A novel rat model of sarcopenia based on lipopolysaccharide and high-fat diet

Abstract

Abstract Objective Lipopolysaccharide (LPS) and a high-fat diet (HFD) over a long period of time can induce skeletal muscle atrophy, but their combined effects is unclear. Thus, the purpose of this study was to present a novel animal model of sarcopenia induced by LPS and HFD in male Sprague-Dawley (SD) rats and to compare the aging among the groups.
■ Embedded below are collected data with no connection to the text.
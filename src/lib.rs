//! # Curling Engine
//!
//! Two-player curling with a peer-authoritative match engine. Both peers
//! run the full simulation; the peer throwing a stone owns that throw and
//! its settled result is the one both sides keep.
//!
//! ## Architecture
//!
//! ```text
//! ┌─────────────────────────────────────────────────────────────┐
//! │                      CURLING ENGINE                          │
//! ├─────────────────────────────────────────────────────────────┤
//! │  core/           - Primitives                                │
//! │  ├── vec2.rs     - 2D vector                                 │
//! │  ├── rng.rs      - Seedable Xorshift128+ PRNG                │
//! │  └── hash.rs     - Stone-set digests                         │
//! │                                                              │
//! │  game/           - Match engine (no I/O)                     │
//! │  ├── surface.rs  - Sheet geometry and constants              │
//! │  ├── kinematics.rs - Friction and integration                │
//! │  ├── zone.rs     - Swept and rough ice                       │
//! │  ├── collision.rs- Stone contacts                            │
//! │  ├── tick.rs     - Simulation step                           │
//! │  ├── scoring.rs  - End scoring                               │
//! │  ├── rules.rs    - Free guard zone, hog line                 │
//! │  ├── state.rs    - Match state                               │
//! │  └── flow.rs     - Turn/end state machine                    │
//! │                                                              │
//! │  network/        - Synchronization and transport             │
//! │  ├── protocol.rs - Wire messages                             │
//! │  ├── sync.rs     - Throw ordering, sync-stones replace       │
//! │  ├── peer.rs     - One side of a match                       │
//! │  ├── lobby.rs    - Two-seat lobbies                          │
//! │  ├── relay.rs    - WebSocket relay                           │
//! │  └── client.rs   - Relay client and fixed-step driver        │
//! └─────────────────────────────────────────────────────────────┘
//! ```
//!
//! ## Consistency
//!
//! The simulation uses `f64`, so two peers may drift by a few ulps over a
//! throw. Drift never outlives the throw: the owner's settled stones
//! replace the other peer's before any rule runs, and rules and scoring are
//! pure functions of those stones.

#![warn(missing_docs)]
#![warn(clippy::all)]
#![deny(unsafe_code)]

pub mod core;
pub mod game;
pub mod network;

// Re-export commonly used types
pub use core::vec2::Vec2;
pub use core::rng::SeededRng;
pub use game::flow::MatchConfig;
pub use game::intent::Intent;
pub use game::state::{MatchPhase, MatchState, Stone, Team};
pub use network::peer::{MatchPeer, PeerView};

/// Crate version
pub const VERSION: &str = env!("CARGO_PKG_VERSION");

/// Simulation tick rate (Hz)
pub const TICK_RATE: u32 = 60;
Methods We divided 10-month-old male Sprague–Dawley (SD) rats into adult control (AC), low dose lipopolysaccharide (150 µg/kg)-high-fat diet group (LD-LPS-HFD), and high dose lipopolysaccharide (200 µg/kg)-high-fat diet group (HD-LPS-HFD). AC group rats were intraperitoneally injected with 0.9% physiological saline solution twice weekly and fed ordinary feed; while the two LPS-HFD groups were intraperitoneally injected with LPS twice a week and had a high-fat diet for 8 weeks. Sarcopenia index (SI), relative grip strength, hematoxylin & eosin staining, Sirius red staining, western blotting, and enzyme-linked immunosorbent assay verified sarcopenia. Results SI values in LD-LPS-HFD and HD-LPS-HFD were significantly decreased and the differences were more than twice the standard deviation of the AC group, indicating that sarcopenia model was successful. Although relative grip strength of rats in LD-LPS-HFD and HD-LPS-HFD were significantly reduced, only the difference in HD-LPS-HFD group was more than twice the standard deviation of the AC group, which was consistent with the characteristics of muscle strength decline in sarcopenia. Cross-sectional areas and fiber diameters of LD-LPS-HFD and HD-LPS-HFD decreased, but were lower in HD-LPS-HFD. Fibrosis, MuRF1, FbX32, and p53 protein expression in LD-LPS-HFD and HD-LPS-HFD were increased, but were higer in HD-LPS-HFD. p21, IL-6, and TNF-α level were significantly increased in HD-LPS-HFD. Conclusion Sarcopenia is induced by peritoneal injection of LPS (200 µg/kg) and a high-fat diet for 8 weeks in 10-month SD male rats. This model is suitable to study the prevention and treatment of sarcopenia and its molecular mechanisms.